### Required work:
Only the lines from the one containing "added (ISO 8601)" through the end of the data below should be copied, each exactly as written and with both ends kept.

### Data in this exercise:

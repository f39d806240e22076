//! Favorite route join record.

use serde::{Deserialize, Serialize};

/// A user's favorite route (`user_favorites` collection).
#[derive(Debug, Clone, Serialize, Deserialize)]
pub struct FavoriteRoute {
    /// Document ID
    pub id: String,
    pub user_id: String,
    pub route_id: String,
    /// When the favorite was added (ISO 8601)
    pub created_at: String,
}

### Output for this task:
    /// When the favorite was added (ISO 8601)
    pub created_at: String,
}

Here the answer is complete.